Abril de 2005: um ano depois de levar o tiro, Dennis utiliza em sua casa engenhoca de fisioterapia improvisada por um amigo mecânico – Foto: Gil Carlos

Doações devem ser feitas em conta corrente do banco Itaú

O ex-oficial de justiça Dennis Barbosa Cintra, de Belo Horizonte, está amealhando recursos para adquirir uma cadeira de rodas motorizada que lhe facilite os movimentos e a locomoção. Como se trata de um equipamento muito caro para as posses dele e da própria família, Dennis precisa da solidariedade das pessoas. Conhecendo bem a difícil história do ex-oficial, o SINDOJUS/MG pede a ajuda de todo o oficialato mineiro. Aqueles que puderem, favor depositar – qualquer quantia serve – em nome de Dennis, na conta corrente nº 23.050-1, agência 3076, do Banco Itaú. Um pouquinho aqui, outro ali, juntando, o montante doado de coração poderá fazer a alegria do ex-oficial de justiça. O SINDOJUS/MG e, com certeza, Dennis e família, agradecem.

Fatalidade

Era manhã do feriado de 21 de abril de 2004. Dennis Barbosa Cintra entrava em um bar próximo a sua casa, no bairro Ribeiro de Abreu, em Belo Horizonte, com o intuito de pedir água para conter o superaquecimento do radiador do seu carro, que se encontrava nas proximidades. Conversando com um amigo, viu-o cair após ser atingido por tiros disparados de um carro que passava na rua. Sem tempo sequer de amparar o companheiro ferido, outro tiro atingiu, em cheio, a cabeça de Dennis.

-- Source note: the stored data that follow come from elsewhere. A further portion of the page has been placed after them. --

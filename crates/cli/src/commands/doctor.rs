//! `supportline doctor`: diagnose configuration.

use supportline_config::AppConfig;
use supportline_core::provider::Provider;

pub async fn run() -> Result<(), Box<dyn std::error::Error>> {
    println!("Supportline Doctor");
    println!("==================\n");

    let mut issues = 0;

    let config_path = AppConfig::config_dir().join("config.toml");
    if !config_path.exists() {
        println!("  [warn] No config file, using defaults. Run `supportline onboard`");
        issues += 1;
    }

    match AppConfig::load() {
        Ok(config) => {
            println!("  [ok]   Config valid");
            println!(
                "  [ok]   Provider {} with model {}",
                config.default_provider, config.default_model
            );
            println!("  [ok]   Embedding model {}", config.retrieval.embedding_model);

            if config.has_api_key() {
                println!("  [ok]   API key configured");
            } else {
                println!(
                    "  [warn] No API key. Add api_key to config.toml or export GOOGLE_API_KEY"
                );
                issues += 1;
            }

            let router = supportline_providers::build_from_config(&config);
            if let Some(provider) = router.default() {
                println!("  [ok]   Providers registered: {}", router.list().join(", "));
                let (reachable, line) = provider_reachability(provider.as_ref()).await;
                println!("  {line}");
                if !reachable {
                    issues += 1;
                }
            } else {
                println!(
                    "  [fail] Default provider '{}' is not registered",
                    config.default_provider
                );
                issues += 1;
            }
        }
        Err(e) => {
            println!("  [fail] Config invalid: {e}");
            issues += 1;
        }
    }

    println!();
    if issues == 0 {
        println!("  All checks passed.");
    } else {
        println!("  {issues} issue(s) found. See above for details.");
    }

    Ok(())
}

/// Ask the provider's health endpoint and render one report line.
async fn provider_reachability(provider: &dyn Provider) -> (bool, String) {
    match provider.health_check().await {
        Ok(true) => (true, format!("[ok]   Provider {} reachable", provider.name())),
        Ok(false) => (
            false,
            format!(
                "[warn] Provider {} answered but rejected the health check (check the API key)",
                provider.name()
            ),
        ),
        Err(e) => (
            false,
            format!("[fail] Provider {} unreachable: {e}", provider.name()),
        ),
    }
}
//! `supportline onboard`: first-time setup.

use supportline_config::AppConfig;

pub async fn run() -> Result<(), Box<dyn std::error::Error>> {
    let config_dir = AppConfig::config_dir();
    let config_path = config_dir.join("config.toml");

    println!("Supportline: First-Time Setup");
    println!("=============================\n");

    if !config_dir.exists() {
        std::fs::create_dir_all(&config_dir)?;
        println!("  Created config directory: {}", config_dir.display());
    } else {
        println!("  Config directory exists: {}", config_dir.display());
    }

    if config_path.exists() {
        println!("  Config file already present, left untouched: {}", config_path.display());
    } else {
        std::fs::write(&config_path, AppConfig::default_toml())?;
        println!("  Wrote default config: {}", config_path.display());
    }

    println!();
    println!("  Next steps:");
    println!("    1. Set api_key in {} or export GOOGLE_API_KEY", config_path.display());
    println!("    2. Run `supportline doctor` to check the setup");
    println!("    3. Run `supportline serve` to start the API");

    Ok(())
}
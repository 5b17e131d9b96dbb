//! Error types for the supportline domain.
//!
//! Uses `thiserror` for ergonomic error definitions.
//! Each collaborator has its own error enum; [`Error`] unifies them and
//! [`ChatError`] is the taxonomy callers of the chat engine branch on.

use thiserror::Error;

/// The top-level error type for pipeline failures.
#[derive(Debug, Error)]
pub enum Error {
    // --- Collaborator errors ---
    #[error("Provider error: {0}")]
    Provider(#[from] ProviderError),

    #[error("Retrieval error: {0}")]
    Retrieval(#[from] RetrievalError),

    #[error("Classifier error: {0}")]
    Classifier(#[from] ClassifierError),

    // --- Configuration errors ---
    #[error("Configuration error: {message}")]
    Config { message: String },

    // --- Serialization ---
    #[error("Serialization error: {0}")]
    Serialization(#[from] serde_json::Error),

    // --- Generic ---
    #[error("Internal error: {0}")]
    Internal(String),
}

/// Result type alias using our Error.
pub type Result<T> = std::result::Result<T, Error>;

/// Failure taxonomy of the chat engine.
///
/// Callers map the variant (not the message) to a response class:
/// `Validation` is a client error, `NotFound` a missing session, and
/// `Processing` a server-side failure that wraps the original cause.
#[derive(Debug, Error)]
pub enum ChatError {
    #[error("{0}")]
    Validation(String),

    #[error("{0}")]
    NotFound(String),

    #[error("Error in chat: {0}")]
    Processing(#[from] Error),
}

impl ChatError {
    /// Shorthand for the "unknown session" case shared by history/clear/delete.
    pub fn session_not_found() -> Self {
        Self::NotFound("Session not found".into())
    }
}

// --- Collaborator errors ---

#[derive(Debug, Clone, Error)]
pub enum ProviderError {
    #[error("API request failed: {message} (status: {status_code})")]
    ApiError { status_code: u16, message: String },

    #[error("Rate limited by provider, retry after {retry_after_secs}s")]
    RateLimited { retry_after_secs: u64 },

    #[error("Authentication failed: {0}")]
    AuthenticationFailed(String),

    #[error("Provider not configured: {0}")]
    NotConfigured(String),

    #[error("Request timed out: {0}")]
    Timeout(String),

    #[error("Network error: {0}")]
    Network(String),
}

#[derive(Debug, Clone, Error)]
pub enum RetrievalError {
    #[error("Embedding generation failed: {0}")]
    EmbeddingFailed(String),

    #[error("Vector index unavailable: {0}")]
    IndexUnavailable(String),

    #[error("Invalid retrieval query: {0}")]
    InvalidQuery(String),

    #[error("Invalid document: {0}")]
    InvalidDocument(String),
}

#[derive(Debug, Clone, Error)]
pub enum ClassifierError {
    #[error("Classifier model unavailable: {0}")]
    Unavailable(String),

    #[error("Could not parse classifier output: {0}")]
    UnparseableOutput(String),
}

O incidente mudou radicalmente a vida do então oficial de justiça. Conduzido pela viatura policial ao hospital de pronto-socorro Odilon Behrens, três dias depois foi transferido para o hospital do Ipsemg, onde permaneceu mais 63 dias, mais de dois terços dos quais no Centro de Terapia Intensiva (CTI), e o restante em apartamento. Como ele se recordaria depois, durante todo o período em que permaneceu em coma, com exceção dos dias passados em coma induzido, no Odilon Behrens, ouvia tudo o que falavam em sua volta, não conseguindo, porém, manifestar qualquer sinal de reação.

Afastado o risco de morte, foi liberado para ir para casa. Com a intervenção de amigos, conseguiu internar-se no hospital Sarah Kubitschek, para iniciar tratamento de recuperação dos movimentos das pernas e do braço direito, prejudicados pelos danos neurológicos causados pelo impacto da bala que o atingiu. Mais dois meses de intensas e dolorosas sessões de fisioterapia, retornou para casa, onde continuaria fazendo fisioterapia em uma bicicleta improvisada por um amigo mecânico.